-------- Provided records

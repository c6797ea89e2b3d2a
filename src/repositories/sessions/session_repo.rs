//! # 세션 리포지토리 구현
//!
//! 세션 ID(쿠키 값)별로 [`SessionData`]를 저장합니다.
//!
//! - **Redis 키 패턴**: `session:{sid}`
//! - **TTL**: 저장할 때마다 갱신 (`SESSION_TTL_SECONDS`, 기본 1시간)

use std::collections::HashMap;
use std::sync::RwLock;
use std::time::{Duration, Instant};

use async_trait::async_trait;

use crate::caching::redis::RedisClient;
use crate::domain::models::session::SessionData;
use crate::errors::errors::AppError;

/// 세션 저장소
#[async_trait]
pub trait SessionStore: Send + Sync {
    async fn load(&self, sid: &str) -> Result<Option<SessionData>, AppError>;

    /// 세션을 저장하고 만료 시간을 `ttl_seconds`로 갱신합니다.
    async fn save(&self, sid: &str, data: &SessionData, ttl_seconds: u64) -> Result<(), AppError>;

    async fn delete(&self, sid: &str) -> Result<(), AppError>;
}

/// Redis 세션 저장소
pub struct RedisSessionStore {
    redis: RedisClient,
}

impl RedisSessionStore {
    pub fn new(redis: RedisClient) -> Self {
        Self { redis }
    }

    fn key(sid: &str) -> String {
        format!("session:{}", sid)
    }
}

#[async_trait]
impl SessionStore for RedisSessionStore {
    async fn load(&self, sid: &str) -> Result<Option<SessionData>, AppError> {
        Ok(self.redis.get::<SessionData>(&Self::key(sid)).await?)
    }

    async fn save(&self, sid: &str, data: &SessionData, ttl_seconds: u64) -> Result<(), AppError> {
        Ok(self.redis.set_with_expiry(&Self::key(sid), data, ttl_seconds).await?)
    }

    async fn delete(&self, sid: &str) -> Result<(), AppError> {
        Ok(self.redis.del(&Self::key(sid)).await?)
    }
}

/// 메모리 세션 저장소
///
/// 항목마다 만료 시각을 두고, 만료된 세션은 조회되지 않으며 저장할 때 정리됩니다.
/// 로컬 개발과 테스트 전용입니다.
#[derive(Default)]
pub struct MemorySessionStore {
    sessions: RwLock<HashMap<String, MemoryEntry>>,
}

struct MemoryEntry {
    data: SessionData,
    expires_at: Instant,
}

impl MemoryEntry {
    fn is_expired(&self, now: Instant) -> bool {
        now >= self.expires_at
    }
}

impl MemorySessionStore {
    pub fn new() -> Self {
        Self::default()
    }
}

fn lock_error() -> AppError {
    AppError::InternalError("세션 저장소 잠금 실패".to_string())
}

#[async_trait]
impl SessionStore for MemorySessionStore {
    async fn load(&self, sid: &str) -> Result<Option<SessionData>, AppError> {
        let sessions = self.sessions.read().map_err(|_| lock_error())?;
        let now = Instant::now();

        Ok(sessions
            .get(sid)
            .filter(|entry| !entry.is_expired(now))
            .map(|entry| entry.data.clone()))
    }

    async fn save(&self, sid: &str, data: &SessionData, ttl_seconds: u64) -> Result<(), AppError> {
        let mut sessions = self.sessions.write().map_err(|_| lock_error())?;
        let now = Instant::now();

        sessions.retain(|_, entry| !entry.is_expired(now));
        sessions.insert(
            sid.to_string(),
            MemoryEntry {
                data: data.clone(),
                expires_at: now + Duration::from_secs(ttl_seconds),
            },
        );
        Ok(())
    }

    async fn delete(&self, sid: &str) -> Result<(), AppError> {
        let mut sessions = self.sessions.write().map_err(|_| lock_error())?;
        sessions.remove(sid);
        Ok(())
    }
}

----------------

* Problem
Each line of the data above containing the string "await" is to be copied.

* Result for this exercise
        Ok(self.redis.get::<SessionData>(&Self::key(sid)).await?)
        Ok(self.redis.set_with_expiry(&Self::key(sid), data, ttl_seconds).await?)
        Ok(self.redis.del(&Self::key(sid)).await?)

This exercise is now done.